The fulfillment flow requires:
- Lock inventory (reserve items) -> Process payment -> Confirm inventory
- For refunds: Lock payment (reverse charge) -> Release inventory -> Confirm refund
The Deadlock: During a flash sale, these sequences interleave:
- Thread 1 (new order): Locks Inventory for Product A, then calls Payment Service (which is busy)
- Thread 2 (refund for Product A): Locks Payment authorization, then calls Inventory Service to release stock
- Thread 1 waits for Payment (blocked by Thread 2's payment lock)
- Thread 2 waits for Inventory (blocked by Thread 1's inventory lock)
- Both threads wait forever until they timeout after 30 seconds.
Your Task
- Detect: How would you detect that a distributed deadlock is occurring (not just slow responses)?
- Diagnose: What specific logs, metrics, and traces would you examine?
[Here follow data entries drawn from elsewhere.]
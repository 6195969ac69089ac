//! Comparison and membership predicates.
//!
//! Operators are rendered lower-case. The column is taken as a fragment and
//! inlined unchanged; values are always bound.

use crate::error::{SqlError, SqlResult};
use crate::fragment::{Fragment, FragmentBuilder};
use crate::value::Value;

/// Text used when an `in` list is empty: nothing can match.
const EMPTY_IN: &str = "1=0";
/// Text used when a `not in` list is empty: everything matches.
const EMPTY_NOT_IN: &str = "1=1";

fn compare(column: &Fragment, op: &str, value: Value) -> Fragment {
    let mut b = FragmentBuilder::new();
    b.push_fragment(column).space().push(op).push(" ").push_bind(value);
    b.finish()
}

fn postfix(column: &Fragment, op: &str) -> Fragment {
    let mut b = FragmentBuilder::new();
    b.push_fragment(column).space().push(op);
    b.finish()
}

fn range(column: &Fragment, negated: bool, from: Value, to: Value) -> Fragment {
    let op = if negated { "not between " } else { "between " };
    let mut b = FragmentBuilder::new();
    b.push_fragment(column)
        .space()
        .push(op)
        .push_bind(from)
        .push(" and ")
        .push_bind(to);
    b.finish()
}

fn membership(column: &Fragment, negated: bool, values: Vec<Value>) -> Fragment {
    if values.is_empty() {
        return Fragment::keyword(if negated { EMPTY_NOT_IN } else { EMPTY_IN });
    }
    let op = if negated { "not in (" } else { "in (" };
    let mut b = FragmentBuilder::new();
    b.push_fragment(column).space().push(op).push_bind_list(values).push(")");
    b.finish()
}

fn subquery(column: Option<&Fragment>, op: &str, sub: Fragment) -> Fragment {
    let mut b = FragmentBuilder::new();
    if let Some(column) = column {
        b.push_fragment(column).space();
    }
    b.push(op).push(" (").push_owned(sub).push(")");
    b.finish()
}

impl Fragment {
    /// `column = ?`; a `NULL` value renders `column is null` instead.
    pub fn eq(self, column: &Fragment, value: impl Into<Value>) -> Fragment {
        let value = value.into();
        if value.is_null() {
            return self.is_null(column);
        }
        self.append(compare(column, "=", value))
    }

    /// `column <> ?`; a `NULL` value renders `column is not null` instead.
    pub fn ne(self, column: &Fragment, value: impl Into<Value>) -> Fragment {
        let value = value.into();
        if value.is_null() {
            return self.is_not_null(column);
        }
        self.append(compare(column, "<>", value))
    }

    pub fn gt(self, column: &Fragment, value: impl Into<Value>) -> Fragment {
        self.append(compare(column, ">", value.into()))
    }

    pub fn ge(self, column: &Fragment, value: impl Into<Value>) -> Fragment {
        self.append(compare(column, ">=", value.into()))
    }

    pub fn lt(self, column: &Fragment, value: impl Into<Value>) -> Fragment {
        self.append(compare(column, "<", value.into()))
    }

    pub fn le(self, column: &Fragment, value: impl Into<Value>) -> Fragment {
        self.append(compare(column, "<=", value.into()))
    }

    pub fn is_null(self, column: &Fragment) -> Fragment {
        self.append(postfix(column, "is null"))
    }

    pub fn is_not_null(self, column: &Fragment) -> Fragment {
        self.append(postfix(column, "is not null"))
    }

    /// `column between ? and ?`
    pub fn between(
        self,
        column: &Fragment,
        from: impl Into<Value>,
        to: impl Into<Value>,
    ) -> Fragment {
        self.append(range(column, false, from.into(), to.into()))
    }

    pub fn not_between(
        self,
        column: &Fragment,
        from: impl Into<Value>,
        to: impl Into<Value>,
    ) -> Fragment {
        self.append(range(column, true, from.into(), to.into()))
    }

    pub fn like(self, column: &Fragment, pattern: impl Into<Value>) -> Fragment {
        self.append(compare(column, "like", pattern.into()))
    }

    pub fn not_like(self, column: &Fragment, pattern: impl Into<Value>) -> Fragment {
        self.append(compare(column, "not like", pattern.into()))
    }

    /// Case-insensitive `like` (Postgres `ILIKE`).
    pub fn ilike(self, column: &Fragment, pattern: impl Into<Value>) -> Fragment {
        self.append(compare(column, "ilike", pattern.into()))
    }

    pub fn not_ilike(self, column: &Fragment, pattern: impl Into<Value>) -> Fragment {
        self.append(compare(column, "not ilike", pattern.into()))
    }

    /// `column in (?, ?, ...)`.
    ///
    /// An empty list renders `1=0` (matches nothing) rather than the invalid
    /// `in ()`.
    pub fn in_list<V: Into<Value>>(
        self,
        column: &Fragment,
        values: impl IntoIterator<Item = V>,
    ) -> Fragment {
        let values = values.into_iter().map(Into::into).collect();
        self.append(membership(column, false, values))
    }

    /// `column not in (?, ?, ...)`.
    ///
    /// An empty list renders `1=1` (matches everything).
    pub fn not_in<V: Into<Value>>(
        self,
        column: &Fragment,
        values: impl IntoIterator<Item = V>,
    ) -> Fragment {
        let values = values.into_iter().map(Into::into).collect();
        self.append(membership(column, true, values))
    }

    /// `column in (subquery)`
    pub fn in_subquery(self, column: &Fragment, sub: Fragment) -> Fragment {
        self.append(subquery(Some(column), "in", sub))
    }

    /// `column not in (subquery)`
    pub fn not_in_subquery(self, column: &Fragment, sub: Fragment) -> Fragment {
        self.append(subquery(Some(column), "not in", sub))
    }

    /// Row-value membership: `(a, b) in ((?, ?), (?, ?))`.
    ///
    /// No rows follows the same rule as [`in_list`](Self::in_list) (`1=0`).
    /// Fails if there are no columns or a row's arity differs from the column
    /// count.
    pub fn in_tuples<R, V>(
        self,
        columns: impl IntoIterator<Item = Fragment>,
        rows: impl IntoIterator<Item = R>,
    ) -> SqlResult<Fragment>
    where
        R: IntoIterator<Item = V>,
        V: Into<Value>,
    {
        let columns: Vec<Fragment> = columns.into_iter().filter(Fragment::non_empty).collect();
        if columns.is_empty() {
            return Err(SqlError::validation("in_tuples requires at least one column"));
        }

        let mut tuples = Vec::new();
        for (i, row) in rows.into_iter().enumerate() {
            let row: Vec<Value> = row.into_iter().map(Into::into).collect();
            if row.len() != columns.len() {
                return Err(SqlError::Validation(format!(
                    "in_tuples: row {i} has {} values, expected {}",
                    row.len(),
                    columns.len()
                )));
            }
            tuples.push(row);
        }
        if tuples.is_empty() {
            return Ok(self.append(Fragment::keyword(EMPTY_IN)));
        }

        let mut b = FragmentBuilder::new();
        b.push("(").push_owned(super::csv(columns)).push(") in (");
        for (i, row) in tuples.into_iter().enumerate() {
            if i > 0 {
                b.push(", ");
            }
            b.push("(").push_bind_list(row).push(")");
        }
        b.push(")");
        Ok(self.append(b.finish()))
    }

    /// `exists (subquery)`
    pub fn exists(self, sub: Fragment) -> Fragment {
        self.append(subquery(None, "exists", sub))
    }

    /// `not exists (subquery)`
    pub fn not_exists(self, sub: Fragment) -> Fragment {
        self.append(subquery(None, "not exists", sub))
    }
}

pub fn eq(column: &Fragment, value: impl Into<Value>) -> Fragment {
    Fragment::empty().eq(column, value)
}

pub fn ne(column: &Fragment, value: impl Into<Value>) -> Fragment {
    Fragment::empty().ne(column, value)
}

pub fn gt(column: &Fragment, value: impl Into<Value>) -> Fragment {
    Fragment::empty().gt(column, value)
}

pub fn ge(column: &Fragment, value: impl Into<Value>) -> Fragment {
    Fragment::empty().ge(column, value)
}

pub fn lt(column: &Fragment, value: impl Into<Value>) -> Fragment {
    Fragment::empty().lt(column, value)
}

pub fn le(column: &Fragment, value: impl Into<Value>) -> Fragment {
    Fragment::empty().le(column, value)
}

pub fn is_null(column: &Fragment) -> Fragment {
    Fragment::empty().is_null(column)
}

pub fn is_not_null(column: &Fragment) -> Fragment {
    Fragment::empty().is_not_null(column)
}

pub fn between(column: &Fragment, from: impl Into<Value>, to: impl Into<Value>) -> Fragment {
    Fragment::empty().between(column, from, to)
}

pub fn not_between(column: &Fragment, from: impl Into<Value>, to: impl Into<Value>) -> Fragment {
    Fragment::empty().not_between(column, from, to)
}

pub fn like(column: &Fragment, pattern: impl Into<Value>) -> Fragment {
    Fragment::empty().like(column, pattern)
}

pub fn not_like(column: &Fragment, pattern: impl Into<Value>) -> Fragment {
    Fragment::empty().not_like(column, pattern)
}

pub fn ilike(column: &Fragment, pattern: impl Into<Value>) -> Fragment {
    Fragment::empty().ilike(column, pattern)
}

pub fn not_ilike(column: &Fragment, pattern: impl Into<Value>) -> Fragment {
    Fragment::empty().not_ilike(column, pattern)
}

pub fn in_list<V: Into<Value>>(column: &Fragment, values: impl IntoIterator<Item = V>) -> Fragment {
    Fragment::empty().in_list(column, values)
}

pub fn not_in<V: Into<Value>>(column: &Fragment, values: impl IntoIterator<Item = V>) -> Fragment {
    Fragment::empty().not_in(column, values)
}

pub fn in_subquery(column: &Fragment, sub: Fragment) -> Fragment {
    Fragment::empty().in_subquery(column, sub)
}

pub fn not_in_subquery(column: &Fragment, sub: Fragment) -> Fragment {
    Fragment::empty().not_in_subquery(column, sub)
}

pub fn in_tuples<R, V>(
    columns: impl IntoIterator<Item = Fragment>,
    rows: impl IntoIterator<Item = R>,
) -> SqlResult<Fragment>
where
    R: IntoIterator<Item = V>,
    V: Into<Value>,
{
    Fragment::empty().in_tuples(columns, rows)
}

pub fn exists(sub: Fragment) -> Fragment {
    Fragment::empty().exists(sub)
}

pub fn not_exists(sub: Fragment) -> Fragment {
    Fragment::empty().not_exists(sub)
}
- Fix: Design at least two architectural solutions to prevent distributed deadlocks.
- Monitor: Build a detection system for distributed deadlocks.
Constraints
- Services communicate via HTTP (REST APIs).
- Each service uses its own PostgreSQL database.
- You cannot merge the services into a monolith.
- The fix must handle the flash sale scenario (high concurrency on the same resources).
- Lock timeouts are currently set to 30 seconds per service.